If so; this would explain the "disruptive" text sent to the console.
Short answer; don't log on as root. 

--Chris


----------



## ShelLuser (Jul 2, 2018)

yonnie said:


> The "username" last message repeated 9 times.  And then it repeats again, and again, and again.


What is that suppose to mean though? Can you give us an example of some sort? Don't assume that we also have the same problem and thus know what you're talking about 

So something appears on your screen. Are you logged onto the console? v0? (use the `tty` command to find out)? Because that can be easily explained, just take a look at a default /etc/syslog.conf:

```
*.err;kern.warning;auth.notice;mail.crit                /dev/console
```
See what I mean?  Every error, every kernel warning, every message related to authentication and critical mail messages will get relayed to and thus shown on the console.

If this is what's happening to you then the solution is very simple: switch to the second console. So: alt-f2,  then use that to log on. You'll end up on v1 which isn't the main console which means no messages will be dumped there.
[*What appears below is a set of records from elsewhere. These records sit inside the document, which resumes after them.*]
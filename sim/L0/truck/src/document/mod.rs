//! Parsed actor document.
//!
//! A [`Document`] is a list of [`Module`]s. Modules created outside any
//! `section`/`end_section` pair are implicit and always active; explicit
//! modules are active only when the spawn request selects one of their
//! sectionconfigs. Every module keeps its [`Entry`]s in file order together
//! with the preset snapshots they were read under.

pub mod presets;
pub mod records;

pub use presets::{
    BeamDefaults, BeamDefaultsArgs, BeamScale, DetacherGroup, InertiaDefaults, NodeDefaults,
    PresetRefs, PresetTables, SkeletonSettings,
};
pub use records::*;

use crate::keyword::Keyword;

#[cfg(feature = "serde")]
use serde::{Deserialize, Serialize};

/// A `;grp:NAME` comment, tied to the section it was opened in.
#[derive(Debug, Clone, PartialEq, Eq)]
#[cfg_attr(feature = "serde", derive(Serialize, Deserialize))]
pub struct EditorGroup {
    /// Group name.
    pub name: String,
    /// Section that was current when the group was opened.
    pub section: Option<Keyword>,
}

/// One record with its provenance.
#[derive(Debug, Clone, PartialEq)]
#[cfg_attr(feature = "serde", derive(Serialize, Deserialize))]
pub struct Entry {
    /// 1-based source line.
    pub line: usize,
    /// Section or directive the record belongs to.
    pub keyword: Keyword,
    /// Preset snapshots in force when the line was read.
    pub presets: PresetRefs,
    /// Index into [`Module::editor_groups`].
    pub editor_group: Option<usize>,
    /// The record itself.
    pub record: Record,
}

/// A contiguous run of records sharing one activation rule.
#[derive(Debug, Clone, Default, PartialEq)]
#[cfg_attr(feature = "serde", derive(Serialize, Deserialize))]
pub struct Module {
    /// Sectionconfigs that activate this module; empty for implicit modules.
    pub sectionconfigs: Vec<String>,
    /// Opened by `section`.
    pub defined_explicitly: bool,
    /// Editor groups opened inside this module.
    pub editor_groups: Vec<EditorGroup>,
    /// Preset snapshots referenced by [`Entry::presets`].
    pub presets: PresetTables,
    /// Records in file order.
    pub entries: Vec<Entry>,
}

impl Module {
    /// True when the module takes part in a spawn selecting `config`.
    #[must_use]
    pub fn is_active(&self, config: Option<&str>) -> bool {
        if !self.defined_explicitly {
            return true;
        }
        config.is_some_and(|c| self.sectionconfigs.iter().any(|s| s == c))
    }

    /// Entries of one keyword, in file order.
    pub fn entries_of(&self, keyword: Keyword) -> impl Iterator<Item = &Entry> {
        self.entries.iter().filter(move |e| e.keyword == keyword)
    }
}

/// A whole parsed actor document.
#[derive(Debug, Clone, Default, PartialEq)]
#[cfg_attr(feature = "serde", derive(Serialize, Deserialize))]
pub struct Document {
    /// Actor name, the first data line.
    pub name: String,
    /// `guid`.
    pub guid: Option<String>,
    /// Names declared with `sectionconfig`.
    pub sectionconfigs: Vec<String>,
    /// Modules in file order.
    pub modules: Vec<Module>,
}

impl Document {
    /// Modules active for `config`.
    pub fn active_modules<'a>(&'a self, config: Option<&'a str>) -> impl Iterator<Item = &'a Module> {
        self.modules.iter().filter(move |m| m.is_active(config))
    }

    /// Every entry of every module, in file order.
    pub fn entries(&self) -> impl Iterator<Item = &Entry> {
        self.modules.iter().flat_map(|m| m.entries.iter())
    }

    /// Every entry, mutably.
    pub fn entries_mut(&mut self) -> impl Iterator<Item = &mut Entry> {
        self.modules.iter_mut().flat_map(|m| m.entries.iter_mut())
    }

    /// Number of entries of `keyword` across all modules.
    #[must_use]
    pub fn count(&self, keyword: Keyword) -> usize {
        self.entries().filter(|e| e.keyword == keyword).count()
    }

    /// True when a sectionconfig of that name was declared.
    #[must_use]
    pub fn has_sectionconfig(&self, name: &str) -> bool {
        self.sectionconfigs.iter().any(|s| s == name)
    }
}

#[cfg(test)]
mod tests {
    use super::*;

    fn module(explicit: bool, configs: &[&str]) -> Module {
        Module {
            sectionconfigs: configs.iter().map(|s| (*s).to_owned()).collect(),
            defined_explicitly: explicit,
            ..Module::default()
        }
    }

    #[test]
    fn implicit_modules_are_always_active() {
        let m = module(false, &[]);
        assert!(m.is_active(None));
        assert!(m.is_active(Some("cargo")));
    }

    #[test]
    fn explicit_modules_need_a_matching_config() {
        let m = module(true, &["cargo", "flatbed"]);
        assert!(!m.is_active(None));
        assert!(m.is_active(Some("flatbed")));
        assert!(!m.is_active(Some("tanker")));
    }

    #[test]
    fn active_modules_filter() {
        let doc = Document {
            modules: vec![module(false, &[]), module(true, &["a"]), module(false, &[])],
            ..Document::default()
        };
        assert_eq!(doc.active_modules(None).count(), 2);
        assert_eq!(doc.active_modules(Some("a")).count(), 3);
    }
}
However, I have an even more elegant solution, one which I use on most of my servers and my laptop alike: a logging tty. So: no (or very few) messages get sent to the console and most only find their way onto v7.

So:

Edit /etc/ttys and uncomment (don't remove!) the ttyv7 line.
This will prevent you from logging onto the system on v7, so: alt-f7.

Edit /etc/syslog.conf and change /dev/console into /dev/ttyv7.
Now, changes in ttys aren't instant as far as I remember so it's probably easiest to reboot. Though killing getty might also do the trick. Of course if you do things manually also restart syslogd.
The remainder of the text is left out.